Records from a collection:
# # # # # # #

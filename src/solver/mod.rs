use core::fmt;
use grid_util::point::Point;
use log::{debug, warn};
use smallvec::SmallVec;

use crate::error::GridError;
use crate::pathing_grid::PathingGrid;
use crate::search_context::{self, reconstruct_path, SearchRecords, Trace};
use crate::STEP_COST;

pub mod astar;
pub mod bfs;
pub mod dfs;
pub mod dijkstra;

use astar::AstarSolver;
use bfs::BfsSolver;
use dfs::DfsSolver;
use dijkstra::DijkstraSolver;

/// Output of a single search run. `visited` is the order in which cells were settled and `path`
/// runs from start to end, or is empty if the end could not be reached. Both are meant to be
/// replayed by a presentation layer; `records` keeps the per-cell bookkeeping of the run.
#[derive(Clone, Debug)]
pub struct SearchResult {
    pub algorithm: Algorithm,
    pub visited: Vec<Point>,
    pub path: Vec<Point>,
    pub records: SearchRecords<Point, u32>,
}

impl SearchResult {
    pub(crate) fn empty(algorithm: Algorithm) -> SearchResult {
        SearchResult {
            algorithm,
            visited: Vec::new(),
            path: Vec::new(),
            records: SearchRecords::default(),
        }
    }

    pub(crate) fn from_trace(algorithm: Algorithm, trace: Trace<Point, u32>) -> SearchResult {
        let path = trace
            .goal
            .map(|goal| reconstruct_path(&trace.records, goal))
            .unwrap_or_default();
        debug!(
            "{}: {} cells settled, {} reached",
            algorithm,
            trace.visited.len(),
            trace.records.len()
        );
        SearchResult {
            algorithm,
            visited: trace.visited,
            path,
            records: trace.records,
        }
    }

    /// Whether a path to the end was found.
    pub fn found(&self) -> bool {
        !self.path.is_empty()
    }
    /// Number of steps along the path.
    pub fn path_len(&self) -> Option<usize> {
        self.path.len().checked_sub(1)
    }
    /// Whether the run reached `pos` at all, settled or not.
    pub fn reached(&self, pos: &Point) -> bool {
        self.records.contains_key(pos)
    }
    pub fn was_visited(&self, pos: &Point) -> bool {
        self.records.get(pos).is_some_and(|r| r.visited)
    }
    /// Best known distance from the start, [None] if `pos` was never reached.
    pub fn distance(&self, pos: &Point) -> Option<u32> {
        self.records.get(pos).map(|r| r.distance)
    }
    pub fn previous(&self, pos: &Point) -> Option<Point> {
        let record = self.records.get(pos)?;
        self.records.get_index(record.parent).map(|(p, _)| *p)
    }
    /// The path from the start to any reached cell. Returns [None] for cells the run never
    /// reached rather than a path consisting of the cell alone.
    pub fn path_to(&self, goal: &Point) -> Option<Vec<Point>> {
        search_context::path_to(&self.records, goal)
    }
}

pub trait GridSolver {
    fn algorithm(&self) -> Algorithm;

    /// Estimated remaining cost from `p1` to `p2`. Zero unless the solver is guided.
    fn heuristic(&self, _p1: &Point, _p2: &Point) -> u32 {
        0
    }

    fn successors(&self, grid: &PathingGrid, node: &Point) -> SmallVec<[(Point, u32); 4]> {
        grid.neighbours(node)
            .into_iter()
            .map(|p| (p, STEP_COST))
            .collect()
    }

    /// Runs the search without validating the endpoints. Obstacles, the start included, are never
    /// settled.
    fn explore(&self, grid: &PathingGrid, start: Point, end: Point) -> SearchResult;

    /// Checks the endpoints and runs the search. A start on an obstacle yields an empty result;
    /// an end on an obstacle is explored towards but never reached.
    fn search(
        &self,
        grid: &PathingGrid,
        start: Point,
        end: Point,
    ) -> Result<SearchResult, GridError> {
        for p in [start, end] {
            if !grid.in_bounds(&p) {
                return Err(GridError::OutOfBounds(p));
            }
        }
        if start == end {
            return Err(GridError::SameStartAndEnd(start));
        }
        if !grid.can_move_to(&start) {
            warn!("Start {:?} is an obstacle, nothing to explore", start);
            return Ok(SearchResult::empty(self.algorithm()));
        }
        let result = self.explore(grid, start, end);
        if !result.found() {
            warn!("{:?} is not reachable from {:?}", end, start);
        }
        Ok(result)
    }

    /// Searches between the grid's own start and end cells.
    fn search_grid(&self, grid: &PathingGrid) -> SearchResult {
        // A grid's own endpoints are distinct and in bounds.
        self.search(grid, grid.start(), grid.end())
            .unwrap_or_else(|_| SearchResult::empty(self.algorithm()))
    }
}

/// The closed set of algorithms a driver can pick from.
#[derive(Clone, Copy, Debug, PartialEq, Eq, Hash, Default)]
pub enum Algorithm {
    /// A*, ordered by distance plus Manhattan distance to the end.
    #[default]
    BestFirst,
    /// Dijkstra, ordered by distance alone.
    UniformCost,
    BreadthFirst,
    DepthFirst,
}

impl Algorithm {
    pub const ALL: [Algorithm; 4] = [
        Algorithm::BestFirst,
        Algorithm::UniformCost,
        Algorithm::BreadthFirst,
        Algorithm::DepthFirst,
    ];

    pub fn name(&self) -> &'static str {
        match self {
            Algorithm::BestFirst => "best-first",
            Algorithm::UniformCost => "uniform-cost",
            Algorithm::BreadthFirst => "breadth-first",
            Algorithm::DepthFirst => "depth-first",
        }
    }

    /// Looks an algorithm up by name. The short names `astar`, `dijkstra`, `bfs` and `dfs` are
    /// accepted too. Anything else falls back to best-first search.
    pub fn from_name(name: &str) -> Algorithm {
        match name.trim().to_ascii_lowercase().as_str() {
            "best-first" | "astar" | "a*" => Algorithm::BestFirst,
            "uniform-cost" | "dijkstra" => Algorithm::UniformCost,
            "breadth-first" | "bfs" => Algorithm::BreadthFirst,
            "depth-first" | "dfs" => Algorithm::DepthFirst,
            other => {
                warn!("Unknown algorithm {:?}, falling back to best-first", other);
                Algorithm::BestFirst
            }
        }
    }

    pub fn search(
        &self,
        grid: &PathingGrid,
        start: Point,
        end: Point,
    ) -> Result<SearchResult, GridError> {
        match self {
            Algorithm::BestFirst => AstarSolver.search(grid, start, end),
            Algorithm::UniformCost => DijkstraSolver.search(grid, start, end),
            Algorithm::BreadthFirst => BfsSolver.search(grid, start, end),
            Algorithm::DepthFirst => DfsSolver.search(grid, start, end),
        }
    }

    pub fn search_grid(&self, grid: &PathingGrid) -> SearchResult {
        match self {
            Algorithm::BestFirst => AstarSolver.search_grid(grid),
            Algorithm::UniformCost => DijkstraSolver.search_grid(grid),
            Algorithm::BreadthFirst => BfsSolver.search_grid(grid),
            Algorithm::DepthFirst => DfsSolver.search_grid(grid),
        }
    }
}

impl From<&str> for Algorithm {
    fn from(name: &str) -> Algorithm {
        Algorithm::from_name(name)
    }
}

impl fmt::Display for Algorithm {
    fn fmt(&self, f: &mut fmt::Formatter) -> fmt::Result {
        f.write_str(self.name())
    }
}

# # # # # # #

• _Task to carry out_
Restate each entry above word for word.

• _Answer to this exercise_
filename src/solver/mod.rs
use core::fmt;
use grid_util::point::Point;
use log::{debug, warn};
use smallvec::SmallVec;

use crate::error::GridError;
use crate::pathing_grid::PathingGrid;
use crate::search_context::{self, reconstruct_path, SearchRecords, Trace};
use crate::STEP_COST;

pub mod astar;
pub mod bfs;
pub mod dfs;
pub mod dijkstra;

use astar::AstarSolver;
use bfs::BfsSolver;
use dfs::DfsSolver;
use dijkstra::DijkstraSolver;

/// Output of a single search run. `visited` is the order in which cells were settled and `path`
/// runs from start to end, or is empty if the end could not be reached. Both are meant to be
/// replayed by a presentation layer; `records` keeps the per-cell bookkeeping of the run.
#[derive(Clone, Debug)]
pub struct SearchResult {
    pub algorithm: Algorithm,
    pub visited: Vec<Point>,
    pub path: Vec<Point>,
    pub records: SearchRecords<Point, u32>,
}

impl SearchResult {
    pub(crate) fn empty(algorithm: Algorithm) -> SearchResult {
        SearchResult {
            algorithm,
            visited: Vec::new(),
            path: Vec::new(),
            records: SearchRecords::default(),
        }
    }

    pub(crate) fn from_trace(algorithm: Algorithm, trace: Trace<Point, u32>) -> SearchResult {
        let path = trace
            .goal
            .map(|goal| reconstruct_path(&trace.records, goal))
            .unwrap_or_default();
        debug!(
            "{}: {} cells settled, {} reached",
            algorithm,
            trace.visited.len(),
            trace.records.len()
        );
        SearchResult {
            algorithm,
            visited: trace.visited,
            path,
            records: trace.records,
        }
    }

    /// Whether a path to the end was found.
    pub fn found(&self) -> bool {
        !self.path.is_empty()
    }
    /// Number of steps along the path.
    pub fn path_len(&self) -> Option<usize> {
        self.path.len().checked_sub(1)
    }
    /// Whether the run reached `pos` at all, settled or not.
    pub fn reached(&self, pos: &Point) -> bool {
        self.records.contains_key(pos)
    }
    pub fn was_visited(&self, pos: &Point) -> bool {
        self.records.get(pos).is_some_and(|r| r.visited)
    }
    /// Best known distance from the start, [None] if `pos` was never reached.
    pub fn distance(&self, pos: &Point) -> Option<u32> {
        self.records.get(pos).map(|r| r.distance)
    }
    pub fn previous(&self, pos: &Point) -> Option<Point> {
        let record = self.records.get(pos)?;
        self.records.get_index(record.parent).map(|(p, _)| *p)
    }
    /// The path from the start to any reached cell. Returns [None] for cells the run never
    /// reached rather than a path consisting of the cell alone.
    pub fn path_to(&self, goal: &Point) -> Option<Vec<Point>> {
        search_context::path_to(&self.records, goal)
    }
}

pub trait GridSolver {
    fn algorithm(&self) -> Algorithm;

    /// Estimated remaining cost from `p1` to `p2`. Zero unless the solver is guided.
    fn heuristic(&self, _p1: &Point, _p2: &Point) -> u32 {
        0
    }

    fn successors(&self, grid: &PathingGrid, node: &Point) -> SmallVec<[(Point, u32); 4]> {
        grid.neighbours(node)
            .into_iter()
            .map(|p| (p, STEP_COST))
            .collect()
    }

    /// Runs the search without validating the endpoints. Obstacles, the start included, are never
    /// settled.
    fn explore(&self, grid: &PathingGrid, start: Point, end: Point) -> SearchResult;

    /// Checks the endpoints and runs the search. A start on an obstacle yields an empty result;
    /// an end on an obstacle is explored towards but never reached.
    fn search(
        &self,
        grid: &PathingGrid,
        start: Point,
        end: Point,
    ) -> Result<SearchResult, GridError> {
        for p in [start, end] {
            if !grid.in_bounds(&p) {
                return Err(GridError::OutOfBounds(p));
            }
        }
        if start == end {
            return Err(GridError::SameStartAndEnd(start));
        }
        if !grid.can_move_to(&start) {
            warn!("Start {:?} is an obstacle, nothing to explore", start);
            return Ok(SearchResult::empty(self.algorithm()));
        }
        let result = self.explore(grid, start, end);
        if !result.found() {
            warn!("{:?} is not reachable from {:?}", end, start);
        }
        Ok(result)
    }

    /// Searches between the grid's own start and end cells.
    fn search_grid(&self, grid: &PathingGrid) -> SearchResult {
        // A grid's own endpoints are distinct and in bounds.
        self.search(grid, grid.start(), grid.end())
            .unwrap_or_else(|_| SearchResult::empty(self.algorithm()))
    }
}

/// The closed set of algorithms a driver can pick from.
#[derive(Clone, Copy, Debug, PartialEq, Eq, Hash, Default)]
pub enum Algorithm {
    /// A*, ordered by distance plus Manhattan distance to the end.
    #[default]
    BestFirst,
    /// Dijkstra, ordered by distance alone.
    UniformCost,
    BreadthFirst,
    DepthFirst,
}

impl Algorithm {
    pub const ALL: [Algorithm; 4] = [
        Algorithm::BestFirst,
        Algorithm::UniformCost,
        Algorithm::BreadthFirst,
        Algorithm::DepthFirst,
    ];

    pub fn name(&self) -> &'static str {
        match self {
            Algorithm::BestFirst => "best-first",
            Algorithm::UniformCost => "uniform-cost",
            Algorithm::BreadthFirst => "breadth-first",
            Algorithm::DepthFirst => "depth-first",
        }
    }

    /// Looks an algorithm up by name. The short names `astar`, `dijkstra`, `bfs` and `dfs` are
    /// accepted too. Anything else falls back to best-first search.
    pub fn from_name(name: &str) -> Algorithm {
        match name.trim().to_ascii_lowercase().as_str() {
            "best-first" | "astar" | "a*" => Algorithm::BestFirst,
            "uniform-cost" | "dijkstra" => Algorithm::UniformCost,
            "breadth-first" | "bfs" => Algorithm::BreadthFirst,
            "depth-first" | "dfs" => Algorithm::DepthFirst,
            other => {
                warn!("Unknown algorithm {:?}, falling back to best-first", other);
                Algorithm::BestFirst
            }
        }
    }

    pub fn search(
        &self,
        grid: &PathingGrid,
        start: Point,
        end: Point,
    ) -> Result<SearchResult, GridError> {
        match self {
            Algorithm::BestFirst => AstarSolver.search(grid, start, end),
            Algorithm::UniformCost => DijkstraSolver.search(grid, start, end),
            Algorithm::BreadthFirst => BfsSolver.search(grid, start, end),
            Algorithm::DepthFirst => DfsSolver.search(grid, start, end),
        }
    }

    pub fn search_grid(&self, grid: &PathingGrid) -> SearchResult {
        match self {
            Algorithm::BestFirst => AstarSolver.search_grid(grid),
            Algorithm::UniformCost => DijkstraSolver.search_grid(grid),
            Algorithm::BreadthFirst => BfsSolver.search_grid(grid),
            Algorithm::DepthFirst => DfsSolver.search_grid(grid),
        }
    }
}

impl From<&str> for Algorithm {
    fn from(name: &str) -> Algorithm {
        Algorithm::from_name(name)
    }
}

impl fmt::Display for Algorithm {
    fn fmt(&self, f: &mut fmt::Formatter) -> fmt::Result {
        f.write_str(self.name())
    }
}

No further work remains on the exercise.